**What the exercise asks:** If a line in the entries contains the string "CommandContext", include that line in your answer.

**Saved data entries:**

use crate::core::{
    command_init::CommandContext,
    error::Result,
    runner::GitRunner,
    state::DiffSummary,
};

/// Show per-file diffs for the given indices, or a line-count summary without any
pub fn execute_diff<R: GitRunner>(ctx: &CommandContext<R>, indices: Vec<String>) -> Result<()> {
    if indices.is_empty() {
        let summary = ctx.app.uncommitted_diff_stat()?;
        if summary.is_empty() {
            ctx.printer.info("Nothing changed since your last save.");
            return Ok(());
        }
        ctx.printer.section_header("Unsaved changes");
        print_summary(ctx, &summary);
        ctx.printer.hint("\nRun `smooth diff <index>` to see a file's changes");
        return Ok(());
    }

    let files = ctx.select_files(&indices)?;
    let theme = ctx.printer.theme();

    for (i, file) in files.iter().enumerate() {
        if i > 0 {
            println!();
        }
        if files.len() > 1 {
            println!("{}", theme.accent(&format!("═══ {} ═══", file.path)));
        }
        ctx.printer.diff(&ctx.app.file_diff(&file.path)?);
    }

    Ok(())
}

/// `+added -deleted path` lines followed by the totals
pub fn print_summary<R: GitRunner>(ctx: &CommandContext<R>, summary: &DiffSummary) {
    let theme = ctx.printer.theme();

    for stat in &summary.files {
        let counts = if stat.is_binary {
            format!("{:>13}", "binary")
        } else {
            format!("{:>6} {:>6}", format!("+{}", stat.additions), format!("-{}", stat.deletions))
        };
        let marker = if stat.is_untracked { " (new)" } else { "" };
        println!("  {} {}{}", theme.muted(&counts), stat.path, theme.muted(marker));
    }

    println!(
        "\n  {} file(s), {} {}",
        summary.files.len(),
        theme.success(&format!("+{}", summary.total_added)),
        theme.error(&format!("-{}", summary.total_deleted))
    );
}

**Exercise output:**
    command_init::CommandContext,
pub fn execute_diff<R: GitRunner>(ctx: &CommandContext<R>, indices: Vec<String>) -> Result<()> {
pub fn print_summary<R: GitRunner>(ctx: &CommandContext<R>, summary: &DiffSummary) {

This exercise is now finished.